Have not see this error before, it should be related to this PR.
https://github.com/apache/celeborn/actions/runs/15391457214/job/43306799162?pr=3248

[info] - celeborn spark integration test - resubmit a failed barrier stage across jobs *** FAILED ***
[info]   org.apache.spark.SparkException: Job aborted due to stage failure: ResultStage 5 (collect at CelebornFetchFailureSuite.scala:379) has failed the maximum allowable number of times: 1. Most recent failure reason:
[info] org.apache.spark.shuffle.FetchFailedException: Celeborn FetchFailure appShuffleId/shuffleId: 0/0
[info] 	at org.apache.spark.shuffle.celeborn.CelebornShuffleReader.read(CelebornShuffleReader.scala:96)
[info] 	at org.apache.spark.rdd.ShuffledRDD.compute(ShuffledRDD.scala:106)
[info] 	at org.apache.spark.rdd.RDD.computeOrReadCheckpoint(RDD.scala:374)
[info] 	at org.apache.spark.rdd.RDD.iterator(RDD.scala:338)
[info] 	at org.apache.spark.scheduler.ResultTask.runTask(ResultTask.scala:93)
[info] 	at org.apache.spark.TaskContext.runTaskWithListeners(TaskContext.scala:171)
[info] 	at org.apache.spark.scheduler.Task.run(Task.scala:147)
[info] 	at org.apache.spark.executor.Executor$TaskRunner.$anonfun$run$5(Executor.scala:647)
[info] 	at org.apache.spark.util.SparkErrorUtils.tryWithSafeFinally(SparkErrorUtils.scala:80)
[info] 	at org.apache.spark.util.SparkErrorUtils.tryWithSafeFinally$(SparkErrorUtils.scala:77)
[info] 	at org.apache.spark.util.Utils$.tryWithSafeFinally(Utils.scala:99)
[info] 	at org.apache.spark.executor.Executor$TaskRunner.run(Executor.scala:650)
[info] 	at java.base/java.util.concurrent.ThreadPoolExecutor.runWorker(ThreadPoolExecutor.java:1136)
[info] 	at java.base/java.util.concurrent.ThreadPoolExecutor$Worker.run(ThreadPoolExecutor.java:635)
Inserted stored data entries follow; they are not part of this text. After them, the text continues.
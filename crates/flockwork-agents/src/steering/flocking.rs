//! Separation, alignment, and cohesion.
//!
//! Each rule looks only at neighbors within its own radius and skips the
//! agent itself by id. The same functions back both the per-agent behavior
//! list and the parallel batch path, so the two produce the same forces for
//! the same neighbor set.

use flockwork_types::math::truncate;
use glam::Vec3;
use serde::{Deserialize, Serialize};

use super::SteeringAgent;
use super::seek::seek;
use crate::context::Neighbor;

/// Neighbors slower than this are ignored by alignment.
pub const MIN_ALIGNMENT_SPEED: f32 = 0.1;

/// Squared distance under which two agents are treated as coincident and
/// cannot push each other in any particular direction.
const COINCIDENT_EPSILON_SQ: f32 = 1e-8;

/// How separation weights a neighbor's push by its distance.
#[derive(Debug, Clone, Copy, Default, PartialEq, Eq, Serialize, Deserialize)]
#[serde(rename_all = "snake_case")]
pub enum Falloff {
    /// Push scales with `1 / d²`.
    #[default]
    InverseSquare,
    /// Push scales with `1 - d / radius`.
    Linear,
}

fn others_within<'a>(
    agent: &'a SteeringAgent,
    neighbors: &'a [Neighbor],
    radius: f32,
) -> impl Iterator<Item = &'a Neighbor> + 'a {
    let radius_sq = radius * radius;
    neighbors
        .iter()
        .filter(move |n| n.id != agent.id && n.position.distance_squared(agent.position) <= radius_sq)
}

/// Push away from neighbors within `radius`.
///
/// Contributions are averaged over the neighbors that pushed, then clamped
/// to the agent's max force.
pub fn separation(agent: &SteeringAgent, neighbors: &[Neighbor], radius: f32, falloff: Falloff) -> Vec3 {
    let mut sum = Vec3::ZERO;
    let mut count = 0_u32;
    for neighbor in others_within(agent, neighbors, radius) {
        let offset = agent.position - neighbor.position;
        let distance_sq = offset.length_squared();
        if distance_sq < COINCIDENT_EPSILON_SQ {
            continue;
        }
        let distance = distance_sq.sqrt();
        let weight = match falloff {
            Falloff::InverseSquare => distance_sq.recip(),
            Falloff::Linear => 1.0 - distance / radius,
        };
        sum += offset / distance * weight;
        count = count.saturating_add(1);
    }
    if count == 0 {
        return Vec3::ZERO;
    }
    truncate(sum / count as f32, agent.max_force)
}

/// Steer toward the average velocity of moving neighbors within `radius`.
pub fn alignment(agent: &SteeringAgent, neighbors: &[Neighbor], radius: f32) -> Vec3 {
    let min_speed_sq = MIN_ALIGNMENT_SPEED * MIN_ALIGNMENT_SPEED;
    let mut sum = Vec3::ZERO;
    let mut count = 0_u32;
    for neighbor in others_within(agent, neighbors, radius) {
        if neighbor.velocity.length_squared() > min_speed_sq {
            sum += neighbor.velocity;
            count = count.saturating_add(1);
        }
    }
    if count == 0 {
        return Vec3::ZERO;
    }
    let average = sum / count as f32;
    match average.try_normalize() {
        Some(direction) => direction * agent.max_speed - agent.velocity,
        None => Vec3::ZERO,
    }
}

/// Seek the centroid of neighbors within `radius`.
pub fn cohesion(agent: &SteeringAgent, neighbors: &[Neighbor], radius: f32) -> Vec3 {
    let mut sum = Vec3::ZERO;
    let mut count = 0_u32;
    for neighbor in others_within(agent, neighbors, radius) {
        sum += neighbor.position;
        count = count.saturating_add(1);
    }
    if count == 0 {
        return Vec3::ZERO;
    }
    seek(agent, sum / count as f32)
}

// ---------------------------------------------------------------------------
// Combined flocking
// ---------------------------------------------------------------------------

/// Which of the three flocking rules a [`FlockTerm`] runs.
#[derive(Debug, Clone, Copy, PartialEq, Eq)]
pub enum FlockRule {
    /// Separation with the given falloff.
    Separation(Falloff),
    /// Alignment.
    Alignment,
    /// Cohesion.
    Cohesion,
}

/// One flocking rule with its weight and radius.
#[derive(Debug, Clone, Copy, PartialEq)]
pub struct FlockTerm {
    /// The rule.
    pub rule: FlockRule,
    /// Multiplier applied to the rule's force.
    pub weight: f32,
    /// Neighbor radius the rule looks at.
    pub radius: f32,
}

impl FlockTerm {
    /// Weighted force of this rule alone.
    pub fn force(&self, agent: &SteeringAgent, neighbors: &[Neighbor]) -> Vec3 {
        let raw = match self.rule {
            FlockRule::Separation(falloff) => separation(agent, neighbors, self.radius, falloff),
            FlockRule::Alignment => alignment(agent, neighbors, self.radius),
            FlockRule::Cohesion => cohesion(agent, neighbors, self.radius),
        };
        raw * self.weight
    }
}

/// An agent's flocking rules, as extracted from its behavior list.
///
/// Holds every active flocking behavior in list order, repeats included.
#[derive(Debug, Clone, Default, PartialEq)]
pub struct FlockingProfile {
    /// The rules, in behavior-list order.
    pub terms: Vec<FlockTerm>,
}

impl FlockingProfile {
    /// Whether the profile has no rules at all.
    pub fn is_empty(&self) -> bool {
        self.terms.is_empty()
    }

    /// Append a rule.
    pub fn push(&mut self, term: FlockTerm) {
        self.terms.push(term);
    }
}

/// Weighted sum of the profile's rules for one agent.
pub fn weighted_flocking(agent: &SteeringAgent, neighbors: &[Neighbor], profile: &FlockingProfile) -> Vec3 {
    profile
        .terms
        .iter()
        .fold(Vec3::ZERO, |force, term| force + term.force(agent, neighbors))
}

#[cfg(test)]
mod tests {
    use flockwork_types::{AgentId, StateKind};

    use super::*;
    use crate::steering::tests::agent_at;

    fn neighbor(id: u64, position: Vec3, velocity: Vec3) -> Neighbor {
        Neighbor {
            id: AgentId::from_raw(id),
            position,
            velocity,
            heading: Vec3::Z,
            state: StateKind::Idle,
        }
    }

    #[test]
    fn separation_pushes_away_and_is_clamped() {
        let agent = agent_at(Vec3::ZERO, Vec3::ZERO);
        let close = [neighbor(2, Vec3::new(0.01, 0.0, 0.0), Vec3::ZERO)];
        let force = separation(&agent, &close, 5.0, Falloff::InverseSquare);
        assert!(force.x < 0.0);
        assert!(force.length() <= agent.max_force + 1e-4);
    }

    #[test]
    fn separation_ignores_self_and_far_neighbors() {
        let agent = agent_at(Vec3::ZERO, Vec3::ZERO);
        let list = [
            neighbor(1, Vec3::ZERO, Vec3::ZERO),
            neighbor(2, Vec3::new(9.0, 0.0, 0.0), Vec3::ZERO),
        ];
        assert_eq!(separation(&agent, &list, 5.0, Falloff::Linear), Vec3::ZERO);
    }

    #[test]
    fn linear_falloff_weakens_with_distance() {
        let agent = agent_at(Vec3::ZERO, Vec3::ZERO);
        let near = separation(&agent, &[neighbor(2, Vec3::new(1.0, 0.0, 0.0), Vec3::ZERO)], 4.0, Falloff::Linear);
        let far = separation(&agent, &[neighbor(2, Vec3::new(3.0, 0.0, 0.0), Vec3::ZERO)], 4.0, Falloff::Linear);
        assert!(near.length() > far.length());
    }

    #[test]
    fn alignment_skips_stationary_neighbors() {
        let agent = agent_at(Vec3::ZERO, Vec3::ZERO);
        let list = [
            neighbor(2, Vec3::X, Vec3::new(0.0, 0.0, 0.05)),
            neighbor(3, Vec3::NEG_X, Vec3::new(0.0, 0.0, 2.0)),
        ];
        let force = alignment(&agent, &list, 5.0);
        assert!((force - Vec3::new(0.0, 0.0, agent.max_speed)).length() < 1e-4);
        assert_eq!(alignment(&agent, &list[..1], 5.0), Vec3::ZERO);
    }

    #[test]
    fn cohesion_seeks_centroid() {
        let agent = agent_at(Vec3::ZERO, Vec3::ZERO);
        let list = [
            neighbor(2, Vec3::new(2.0, 0.0, 1.0), Vec3::ZERO),
            neighbor(3, Vec3::new(2.0, 0.0, -1.0), Vec3::ZERO),
        ];
        let force = cohesion(&agent, &list, 5.0);
        assert!(force.x > 0.0);
        assert!(force.z.abs() < 1e-4);
    }

    #[test]
    fn weighted_flocking_sums_rules() {
        let agent = agent_at(Vec3::ZERO, Vec3::ZERO);
        let list = [neighbor(2, Vec3::new(2.0, 0.0, 0.0), Vec3::new(0.0, 0.0, 1.0))];
        let term = |rule| FlockTerm {
            rule,
            weight: 2.0,
            radius: 5.0,
        };
        let profile = FlockingProfile {
            terms: vec![
                term(FlockRule::Separation(Falloff::InverseSquare)),
                term(FlockRule::Alignment),
                term(FlockRule::Cohesion),
            ],
        };
        let expected = separation(&agent, &list, 5.0, Falloff::InverseSquare) * 2.0
            + alignment(&agent, &list, 5.0) * 2.0
            + cohesion(&agent, &list, 5.0) * 2.0;
        assert!((weighted_flocking(&agent, &list, &profile) - expected).length() < 1e-5);
        assert!(FlockingProfile::default().is_empty());
    }

    #[test]
    fn repeated_rules_each_contribute() {
        let agent = agent_at(Vec3::ZERO, Vec3::ZERO);
        let list = [neighbor(2, Vec3::new(3.0, 0.0, 0.0), Vec3::ZERO)];
        let once = FlockTerm {
            rule: FlockRule::Cohesion,
            weight: 1.0,
            radius: 5.0,
        };
        let twice = FlockingProfile {
            terms: vec![once, FlockTerm { weight: 2.0, ..once }],
        };
        let single = cohesion(&agent, &list, 5.0);
        assert!((weighted_flocking(&agent, &list, &twice) - single * 3.0).length() < 1e-5);
    }
}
[info] 	at java.base/java.lang.Thread.run(Thread.java:840)
[info] Caused by: org.apache.celeborn.common.exception.CelebornRuntimeException: Get invalid shuffle id -1
[info] 	at org.apache.spark.shuffle.celeborn.SparkUtils.celebornShuffleId(SparkUtils.java:146)
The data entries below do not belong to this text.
//! Simulation world, message bus, formations, and tick cycle for the
//! Flockwork agent simulation.
//!
//! This crate owns the seven-phase tick cycle that drives the simulation:
//! Begin, Messages, FSM, Formations, Batch, Forces, and Flush.
//!
//! # Modules
//!
//! - [`batch`] -- Parallel flocking pass over the whole population.
//! - [`bus`] -- FIFO [`MessageBus`] with a per-tick delivery bound.
//! - [`clock`] -- Tick counter and elapsed simulation time.
//! - [`config`] -- Configuration loading from YAML into strongly-typed
//!   structs.
//! - [`error`] -- The crate-level [`SimulationError`].
//! - [`formation`] -- Slot generation and the [`FormationCoordinator`].
//! - [`neighbor_cache`] -- Per-tick snapshot and the quantized neighbor
//!   query cache.
//! - [`tick`] -- The tick cycle and its [`TickSummary`].
//! - [`world`] -- [`SimulationWorld`], the agent registry that owns
//!   everything above.

pub mod batch;
pub mod bus;
pub mod clock;
pub mod config;
pub mod error;
pub mod formation;
pub mod neighbor_cache;
pub mod tick;
pub mod world;

pub use batch::BatchSteering;
pub use bus::{Delivery, MessageBus, MessageStats};
pub use clock::{ClockError, SimulationClock};
pub use config::{ConfigError, SimulationConfig};
pub use error::SimulationError;
pub use formation::{Formation, FormationAnchor, FormationCoordinator, FormationKind, FormationSlot, generate_slots};
pub use neighbor_cache::{CacheStats, NeighborCache, Snapshot, SnapshotNeighbors};
pub use tick::TickSummary;
pub use world::SimulationWorld;
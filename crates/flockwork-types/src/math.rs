//! Small vector helpers shared by the steering, formation, and batch code.
//!
//! The simulation is y-up: the horizontal plane is x/z and headings are
//! measured as yaw around the y axis, with yaw `0` facing `+z`.

use std::f32::consts::{PI, TAU};

use glam::{Quat, Vec3};

/// Below this squared length a vector is treated as zero.
pub const VECTOR_EPSILON_SQ: f32 = 1e-6;

/// Project a vector onto the horizontal (x/z) plane.
pub const fn horizontal(v: Vec3) -> Vec3 {
    Vec3::new(v.x, 0.0, v.z)
}

/// Horizontal distance between two points.
pub fn horizontal_distance(a: Vec3, b: Vec3) -> f32 {
    horizontal(a - b).length()
}

/// Clamp a vector's length to `max`. Non-positive `max` yields zero.
pub fn truncate(v: Vec3, max: f32) -> Vec3 {
    if max <= 0.0 {
        return Vec3::ZERO;
    }
    v.clamp_length_max(max)
}

/// Normalize `v`, or return `None` if it is too short to have a direction.
pub fn try_direction(v: Vec3) -> Option<Vec3> {
    if v.length_squared() < VECTOR_EPSILON_SQ {
        None
    } else {
        Some(v.normalize())
    }
}

/// Yaw angle (radians around +y) of a horizontal direction. `+z` is `0`.
pub fn yaw_of(direction: Vec3) -> f32 {
    direction.x.atan2(direction.z)
}

/// Rotation that turns `+z` into the horizontal part of `heading`.
///
/// Falls back to the identity rotation if `heading` has no horizontal part.
pub fn yaw_rotation(heading: Vec3) -> Quat {
    try_direction(horizontal(heading)).map_or(Quat::IDENTITY, |dir| Quat::from_rotation_y(yaw_of(dir)))
}

/// Unit vector pointing to the right of a horizontal heading (`+x` for `+z`).
pub fn right_of(heading: Vec3) -> Vec3 {
    Vec3::new(heading.z, 0.0, -heading.x).normalize_or_zero()
}

/// Turn the horizontal heading `current` toward `desired` by at most
/// `max_angle` radians of yaw, returning the new unit heading.
///
/// Both inputs are projected onto the horizontal plane. Degenerate inputs
/// return `current` unchanged (or `desired` when `current` has no
/// direction).
pub fn rotate_towards(current: Vec3, desired: Vec3, max_angle: f32) -> Vec3 {
    let Some(to) = try_direction(horizontal(desired)) else {
        return current;
    };
    let Some(from) = try_direction(horizontal(current)) else {
        return to;
    };
    let from_yaw = yaw_of(from);
    let delta = wrap_angle(yaw_of(to) - from_yaw);
    if delta.abs() <= max_angle {
        return to;
    }
    let step = delta.clamp(-max_angle, max_angle);
    Quat::from_rotation_y(from_yaw + step) * Vec3::Z
}

/// Wrap an angle into `[-π, π]`.
pub fn wrap_angle(angle: f32) -> f32 {
    let wrapped = (angle + PI).rem_euclid(TAU) - PI;
    if wrapped < -PI { wrapped + TAU } else { wrapped }
}
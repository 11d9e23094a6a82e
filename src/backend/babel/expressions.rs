//! Expression emission for the Babel backend

use dualgen_core::lang::builders::Slot;
use dualgen_core::lang::keywords;
use dualgen_core::lang::methods::{self, BabelForm, ListForm, UntypedReceiver};
use dualgen_core::lang::node_kinds::{self, NodeKindId};
use dualgen_core::lang::operators;
use dualgen_core::lang::types;

use super::BabelCodegen;
use super::statements::TailMode;
use crate::backend::{Backend, node_builder};
use crate::backend::emitter::comma_list;
use crate::backend::errors::{CodegenError, CodegenResult};
use crate::ir::{
    BinaryOp, CollectionKind, CompoundOp, IrBlock, IrExpr, IrExprKind, IrFieldInit, IrLiteral, IrSpan, IrType, UnaryOp,
};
[info] 	at org.apache.spark.shuffle.celeborn.CelebornShuffleReader.read(CelebornShuffleReader.scala:84)
[info] 	... 14 more

https://github.com/apache/celeborn/actions/runs/15391457221/job/43306794218?pr=3248

- celeborn spark integration test - resubmit a failed barrier stage across jobs *** FAILED ***
  org.apache.spark.SparkException: Job aborted due to stage failure: ResultStage 5 (collect at CelebornFetchFailureSuite.scala:379) has failed the maximum allowable number of times: 1. Most recent failure reason:
org.apache.spark.shuffle.FetchFailedException: Celeborn FetchFailure appShuffleId/shuffleId: 0/0
	at org.apache.spark.shuffle.celeborn.CelebornShuffleReader.read(CelebornShuffleReader.scala:96)
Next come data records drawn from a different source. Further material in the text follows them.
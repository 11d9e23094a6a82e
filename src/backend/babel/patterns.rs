//! Pattern lowering for the Babel backend
//!
//! JavaScript has no structural match, so a pattern lowers to runtime checks against an
//! expression (`t.isCallExpression(s)`, `s.arguments.length === 2`) plus the bindings it
//! introduces (`first = s.arguments[0]`). Nested node patterns are supported here; the SWC backend
//! is the one that rejects them.

use dualgen_core::lang::keywords;
use dualgen_core::lang::node_kinds::{self, NodeClass};

use super::BabelCodegen;
use crate::backend::Backend;
use crate::backend::errors::{CodegenError, CodegenResult};
use crate::ir::{IrFieldPattern, IrLiteral, IrPattern, IrSpan, IrType, Rest};

/// A pattern lowered to JavaScript checks.
#[derive(Debug, Clone, Default, PartialEq, Eq)]
pub struct LoweredCondition {
    pub conditions: Vec<String>,
    /// `(name, expression)` pairs bound after the checks pass
    pub bindings: Vec<(String, String)>,
}

impl LoweredCondition {
    /// All checks joined with `&&` (`true` for an irrefutable pattern).
    pub fn condition(&self) -> String {
        if self.conditions.is_empty() {
            "true".to_string()
        } else {
            self.conditions.join(" && ")
        }
    }

    pub fn is_irrefutable(&self) -> bool {
        self.conditions.is_empty()
    }
}

impl BabelCodegen<'_> {
    /// Lower `pattern` matched against the JavaScript expression `scrutinee`.
    pub fn lower_pattern(
        &mut self,
        pattern: &IrPattern,
        scrutinee: &str,
        _scrutinee_ty: Option<&IrType>,
        span: IrSpan,
    ) -> CodegenResult<LoweredCondition> {
        let mut out = LoweredCondition::default();
        self.lower(pattern, scrutinee, &mut out, span)?;
        Ok(out)
    }

    fn lower(&mut self, pattern: &IrPattern, s: &str, out: &mut LoweredCondition, span: IrSpan) -> CodegenResult<()> {
        match pattern {
            IrPattern::Ident(name) => out.bindings.push((keywords::escape_js(name), s.to_string())),
            IrPattern::Wildcard => {}
            IrPattern::Literal(IrLiteral::Null) => out.conditions.push(format!("{} == null", s)),
            IrPattern::Literal(lit) => out.conditions.push(format!("{} === {}", s, self.literal(lit))),
            IrPattern::Array {
                qualifier,
                elements,
                rest,
            } => {
                let list = match qualifier {
                    Some(q) => {
                        let info = node_kinds::from_str(q)
                            .map(node_kinds::info_for)
                            .filter(|info| info.class == NodeClass::Concrete)
                            .ok_or_else(|| CodegenError::pattern(pattern, Backend::Babel, span))?;
                        let field = info
                            .element_field()
                            .ok_or_else(|| CodegenError::pattern(pattern, Backend::Babel, span))?;
                        out.conditions.push(format!("t.{}({})", info.babel_checker(), s));
                        format!("{}.{}", s, field.babel)
                    }
                    None => {
                        out.conditions.push(format!("Array.isArray({})", s));
                        s.to_string()
                    }
                };
                let cmp = if rest.is_some() { ">=" } else { "===" };
                out.conditions.push(format!("{}.length {} {}", list, cmp, elements.len()));
                for (idx, element) in elements.iter().enumerate() {
                    self.lower(element, &format!("{}[{}]", list, idx), out, span)?;
                }
                if let Some(Rest::Bind(name)) = rest {
                    out.bindings
                        .push((keywords::escape_js(name), format!("{}.slice({})", list, elements.len())));
                }
            }
            IrPattern::Object {
                qualifier,
                fields,
                rest,
            } => {
                if let Some(Rest::Bind(_)) = rest {
                    return Err(CodegenError::pattern(pattern, Backend::Babel, span));
                }
                match qualifier.as_deref() {
                    Some(q) if node_kinds::from_str(q).is_some() => {
                        let info = node_kinds::from_str(q)
                            .map(node_kinds::info_for)
                            .filter(|info| info.class == NodeClass::Concrete)
                            .ok_or_else(|| CodegenError::pattern(pattern, Backend::Babel, span))?;
                        out.conditions.push(format!("t.{}({})", info.babel_checker(), s));
                        for field in fields {
                            let meta = info.field(&field.key).ok_or_else(|| field_error(field, span))?;
                            self.lower(&field.pattern, &format!("{}.{}", s, meta.babel), out, span)?;
                        }
                    }
                    Some(q) if self.user_types.is_struct(q) => {
                        out.conditions.push(format!("{} instanceof {}", s, q));
                        self.lower_fields(fields, s, out, span)?;
                    }
                    Some(_) => return Err(CodegenError::pattern(pattern, Backend::Babel, span)),
                    None => {
                        out.conditions.push(format!("{} != null", s));
                        self.lower_fields(fields, s, out, span)?;
                    }
                }
            }
            IrPattern::Variant { path, inner } => self.lower_variant(path, inner, s, out, pattern, span)?,
            IrPattern::Or(alternatives) => {
                let mut parts = Vec::with_capacity(alternatives.len());
                for alternative in alternatives {
                    let mut sub = LoweredCondition::default();
                    self.lower(alternative, s, &mut sub, span)?;
                    if !sub.bindings.is_empty() {
                        return Err(CodegenError::pattern(pattern, Backend::Babel, span));
                    }
                    if sub.is_irrefutable() {
                        return Ok(());
                    }
                    parts.push(match sub.conditions.len() {
                        1 => sub.condition(),
                        _ => format!("({})", sub.condition()),
                    });
                }
                out.conditions.push(format!("({})", parts.join(" || ")));
            }
        }
        Ok(())
    }

    fn lower_fields(
        &mut self,
        fields: &[IrFieldPattern],
        s: &str,
        out: &mut LoweredCondition,
        span: IrSpan,
    ) -> CodegenResult<()> {
        for field in fields {
            self.lower(&field.pattern, &format!("{}.{}", s, keywords::escape_js(&field.key)), out, span)?;
        }
        Ok(())
    }

    fn lower_variant(
        &mut self,
        path: &str,
        inner: &[IrPattern],
        s: &str,
        out: &mut LoweredCondition,
        pattern: &IrPattern,
        span: IrSpan,
    ) -> CodegenResult<()> {
        let (enum_name, variant) = match path.rsplit_once("::") {
            Some((head, last)) => (Some(head), last),
            None => (None, path),
        };

        if let Some(e) = enum_name.and_then(|name| self.user_types.enum_named(name)) {
            if !e.variants.iter().any(|v| v.name == variant) {
                return Err(CodegenError::pattern(pattern, Backend::Babel, span));
            }
            out.conditions.push(format!("{}.tag === {}", s, super::types::js_string(variant)));
            for (idx, p) in inner.iter().enumerate() {
                self.lower(p, &format!("{}.values[{}]", s, idx), out, span)?;
            }
            return Ok(());
        }

        match (variant, inner) {
            ("Some", [p]) => {
                out.conditions.push(format!("{} != null", s));
                self.lower(p, s, out, span)
            }
            ("None", []) => {
                out.conditions.push(format!("{} == null", s));
                Ok(())
            }
            ("Ok" | "Err", _) => Err(CodegenError::pattern(pattern, Backend::Babel, span)),
            (kind, _) => {
                let info = node_kinds::from_str(kind)
                    .map(node_kinds::info_for)
                    .ok_or_else(|| CodegenError::pattern(pattern, Backend::Babel, span))?;
                out.conditions.push(format!("t.{}({})", info.babel_checker(), s));
                match inner {
                    [] => Ok(()),
                    [p] => self.lower(p, s, out, span),
                    _ => Err(CodegenError::pattern(pattern, Backend::Babel, span)),
                }
            }
        }
    }
}

fn field_error(field: &IrFieldPattern, span: IrSpan) -> CodegenError {
    CodegenError::pattern(format!("{}: {}", field.key, field.pattern), Backend::Babel, span)
}

#[cfg(test)]
mod tests {
    use crate::backend::{Backend, render_pattern};
    use crate::ir::{IrFieldPattern, IrLiteral, IrPattern, Rest};

    #[test]
    fn test_node_array_pattern() {
        let pat = IrPattern::array_of("CallExpression", vec![IrPattern::ident("first"), IrPattern::ident("second")]);
        let lowered = render_pattern(Backend::Babel, &pat, "node", None).unwrap();
        assert_eq!(lowered.head, "t.isCallExpression(node) && node.arguments.length === 2");
        assert_eq!(
            lowered.bindings,
            vec![
                ("first".to_string(), "node.arguments[0]".to_string()),
                ("second".to_string(), "node.arguments[1]".to_string())
            ]
        );
    }

    #[test]
    fn test_nested_node_pattern_is_supported() {
        let inner = IrPattern::object_of(
            "StringLiteral",
            vec![IrFieldPattern::new("value", IrPattern::Literal(IrLiteral::Str("fs".into())))],
        );
        let pat = IrPattern::Array {
            qualifier: Some("CallExpression".into()),
            elements: vec![inner],
            rest: Some(Rest::Ignore),
        };
        let lowered = render_pattern(Backend::Babel, &pat, "n", None).unwrap();
        assert_eq!(
            lowered.head,
            "t.isCallExpression(n) && n.arguments.length >= 1 && t.isStringLiteral(n.arguments[0]) && n.arguments[0].value === \"fs\""
        );
    }

    #[test]
    fn test_option_and_or_patterns() {
        let some = IrPattern::variant("Some", vec![IrPattern::ident("v")]);
        let lowered = render_pattern(Backend::Babel, &some, "x", None).unwrap();
        assert_eq!(lowered.head, "x != null");
        assert_eq!(lowered.bindings, vec![("v".to_string(), "x".to_string())]);

        let or = IrPattern::Or(vec![IrPattern::Literal(IrLiteral::Int(1)), IrPattern::Literal(IrLiteral::Int(2))]);
        assert_eq!(render_pattern(Backend::Babel, &or, "x", None).unwrap().head, "(x === 1 || x === 2)");
    }

    #[test]
    fn test_or_with_bindings_is_rejected() {
        let or = IrPattern::Or(vec![IrPattern::ident("a"), IrPattern::Wildcard]);
        assert!(render_pattern(Backend::Babel, &or, "x", None).is_err());
    }

    #[test]
    fn test_result_variants_are_rejected() {
        let ok = IrPattern::variant("Ok", vec![IrPattern::ident("v")]);
        assert!(render_pattern(Backend::Babel, &ok, "x", None).is_err());
    }
}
	at org.apache.spark.rdd.ShuffledRDD.compute(ShuffledRDD.scala:106)
	at org.apache.spark.rdd.RDD.computeOrReadCheckpoint(RDD.scala:374)
	at org.apache.spark.rdd.RDD.iterator(RDD.scala:338)
	at org.apache.spark.scheduler.ResultTask.runTask(ResultTask.scala:93)
	at org.apache.spark.TaskContext.runTaskWithListeners(TaskContext.scala:171)
	at org.apache.spark.scheduler.Task.run(Task.scala:147)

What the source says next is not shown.